What happened to you? What is it that you refuse to discuss? Well known to embellish. Stories glorified from moments most certainly made up. Why not tell your story? Let us see your grit and your grime. The truth is so much more interesting than the lie.

You were my first superhero. I wrote a story about how you saved the world; about how strong you were. I plead the case for why you were #1, The Best Role Model for all the little girls to come. You taught me how to laugh. You taught me it was OK to cry. You encouraged me to be whomever I wanted to be and that women were most beautiful when they were free.

I remember you telling me the only person I needed to worry about at the end of each day was myself. Not to worry about anyone else, “the wrestling match is between you and yourself.” I think of that often. How is it that you live with yourself, having abandoned me on that fortnight. Left me to slay dragons with an empty armory, save the harmony of my heart and the symphony within my soul to inoculate me.

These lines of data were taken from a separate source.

use std::collections::VecDeque;

use async_trait::async_trait;
use futures::{stream, StreamExt};
use serde::{Deserialize, Serialize};

use super::http_client::HttpClientTrait;
use super::sse::{data_payloads, DONE_SENTINEL};
use crate::domain::{
    Completion, CompletionDelta, CompletionRequest, DeltaStream, DomainError, LlmBackend,
    MessageRole, PromptMessage,
};

pub const DEFAULT_OPENAI_BASE_URL: &str = "https://api.openai.com";

/// OpenAI API backend
#[derive(Debug)]
pub struct OpenAiBackend<C: HttpClientTrait> {
    client: C,
    auth_header: String,
    base_url: String,
}

impl<C: HttpClientTrait> OpenAiBackend<C> {
    pub fn new(client: C, api_key: impl Into<String>) -> Self {
        Self::with_base_url(client, api_key, DEFAULT_OPENAI_BASE_URL)
    }

    pub fn with_base_url(
        client: C,
        api_key: impl Into<String>,
        base_url: impl Into<String>,
    ) -> Self {
        let auth_header = format!("Bearer {}", api_key.into());
        let base_url = base_url.into().trim_end_matches('/').to_string();

        Self {
            client,
            auth_header,
            base_url,
        }
    }

    fn chat_completions_url(&self) -> String {
        format!("{}/v1/chat/completions", self.base_url)
    }

    fn models_url(&self) -> String {
        format!("{}/v1/models", self.base_url)
    }

    fn build_request(&self, request: &CompletionRequest, stream: bool) -> serde_json::Value {
        let messages: Vec<OpenAiMessage> = request
            .messages
            .iter()
            .map(OpenAiMessage::from_domain)
            .collect();

        let mut body = serde_json::json!({
            "model": request.model,
            "messages": messages,
            "temperature": request.temperature,
            "max_tokens": request.max_tokens,
            "stream": stream,
        });

        if stream {
            body["stream_options"] = serde_json::json!({ "include_usage": true });
        }

        body
    }

    fn headers(&self) -> Vec<(&str, &str)> {
        vec![
            ("Authorization", self.auth_header.as_str()),
            ("Content-Type", "application/json"),
        ]
    }

    fn parse_response(&self, json: serde_json::Value) -> Result<Completion, DomainError> {
        let response: OpenAiResponse = serde_json::from_value(json).map_err(|e| {
            DomainError::backend_error("openai", format!("Failed to parse response: {}", e))
        })?;

        let choice = response
            .choices
            .into_iter()
            .next()
            .ok_or_else(|| DomainError::backend_error("openai", "No choices in response"))?;

        let mut completion =
            Completion::new(response.model, choice.message.content.unwrap_or_default());

        if let Some(usage) = response.usage {
            completion = completion.with_usage(usage.prompt_tokens, usage.completion_tokens);
        }

        Ok(completion)
    }
}

#[async_trait]
impl<C: HttpClientTrait> LlmBackend for OpenAiBackend<C> {
    async fn chat(&self, request: &CompletionRequest) -> Result<Completion, DomainError> {
        let url = self.chat_completions_url();
        let body = self.build_request(request, false);
        let response = self
            .client
            .post_json(&url, self.headers(), &body)
            .await?;

        self.parse_response(response)
    }

    async fn chat_stream(&self, request: &CompletionRequest) -> Result<DeltaStream, DomainError> {
        let url = self.chat_completions_url();
        let body = self.build_request(request, true);
        let byte_stream = self
            .client
            .post_json_stream(&url, self.headers(), &body)
            .await?;

        let payloads = Box::pin(data_payloads(byte_stream));
        let deltas = payloads.flat_map(|payload| {
            let events = match payload {
                Ok(data) => parse_stream_payload(&data),
                Err(e) => VecDeque::from([Err(e)]),
            };
            stream::iter(events)
        });

        Ok(Box::pin(deltas))
    }

    async fn health_check(&self) -> Result<(), DomainError> {
        self.client
            .get_json(&self.models_url(), self.headers())
            .await
            .map(|_| ())
    }

    fn provider_name(&self) -> &'static str {
        "openai"
    }
}

fn parse_stream_payload(data: &str) -> VecDeque<Result<CompletionDelta, DomainError>> {
    let mut events = VecDeque::new();

    if data.trim() == DONE_SENTINEL {
        events.push_back(Ok(CompletionDelta::Finished));
        return events;
    }

    let chunk: OpenAiStreamChunk = match serde_json::from_str(data) {
        Ok(chunk) => chunk,
        Err(e) => {
            events.push_back(Err(DomainError::backend_error(
                "openai",
                format!("Failed to parse stream chunk: {}", e),
            )));
            return events;
        }
    };

    if let Some(content) = chunk
        .choices
        .into_iter()
        .next()
        .and_then(|choice| choice.delta.content)
        .filter(|c| !c.is_empty())
    {
        events.push_back(Ok(CompletionDelta::Text(content)));
    }

    // Sent in a final chunk with no choices when include_usage is set
    if let Some(usage) = chunk.usage {
        events.push_back(Ok(CompletionDelta::Usage {
            prompt_tokens: usage.prompt_tokens,
            completion_tokens: usage.completion_tokens,
        }));
    }

    events
}

// OpenAI API types

#[derive(Debug, Serialize)]
struct OpenAiMessage {
    role: &'static str,
    content: String,
}

impl OpenAiMessage {
    fn from_domain(message: &PromptMessage) -> Self {
        let role = match message.role {
            MessageRole::System => "system",
            MessageRole::User => "user",
        };

        Self {
            role,
            content: message.content.clone(),
        }
    }
}

#[derive(Debug, Deserialize)]
struct OpenAiResponse {
    model: String,
    choices: Vec<OpenAiChoice>,
    usage: Option<OpenAiUsage>,
}

#[derive(Debug, Deserialize)]
struct OpenAiChoice {
    message: OpenAiResponseMessage,
}

#[derive(Debug, Deserialize)]
struct OpenAiResponseMessage {
    content: Option<String>,
}

#[derive(Debug, Deserialize)]
struct OpenAiUsage {
    prompt_tokens: u32,
    completion_tokens: u32,
}

#[derive(Debug, Deserialize)]
struct OpenAiStreamChunk {
    #[serde(default)]
    choices: Vec<OpenAiStreamChoice>,
    usage: Option<OpenAiUsage>,
}

#[derive(Debug, Deserialize)]
struct OpenAiStreamChoice {
    delta: OpenAiDelta,
}

#[derive(Debug, Deserialize)]
struct OpenAiDelta {
    content: Option<String>,
}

Imaginary protection hung off my innocence, giving me an illusion of normalness, intact, though lacking a sense of commonness. Living in the clouds above the rest, waiting for the day that they join the sky-fest, fly-fest, best-crest: steadfast and reckless.

What is our family crest? Why do you feel that this story is better laid to rest? Why can’t you remember the connection we made as I laid upon your chest suckling at your breast? Despite what you may think, I do not hate you. I love you. At times those two things can look a lot alike; but pick up the phone or come home. Maybe neither of these are options anymore, but Mom, I Love You.

I know that you were abused too. I know you have been hiding in the shadows for what must seem like an eternity. I know, that for you, honesty would be revolutionary. I know authenticity is all you ever wanted from me and like a fire I rose.

Like the light on the darkest of nights that I cannot hide, I am the Phoenix. And like a bird, I took flight. I soared high. I fell in love with the sky. And for that, I thank you. You are the flame that fuels my life. I only want to tell you that.

I want you to think about what good you did as you lay down your head. That when you are wrestling on the darkest of nights you can remember my light. The good that you did in your life.

It only takes a spark, and I fused, built to ignite. Someone just had too lite it.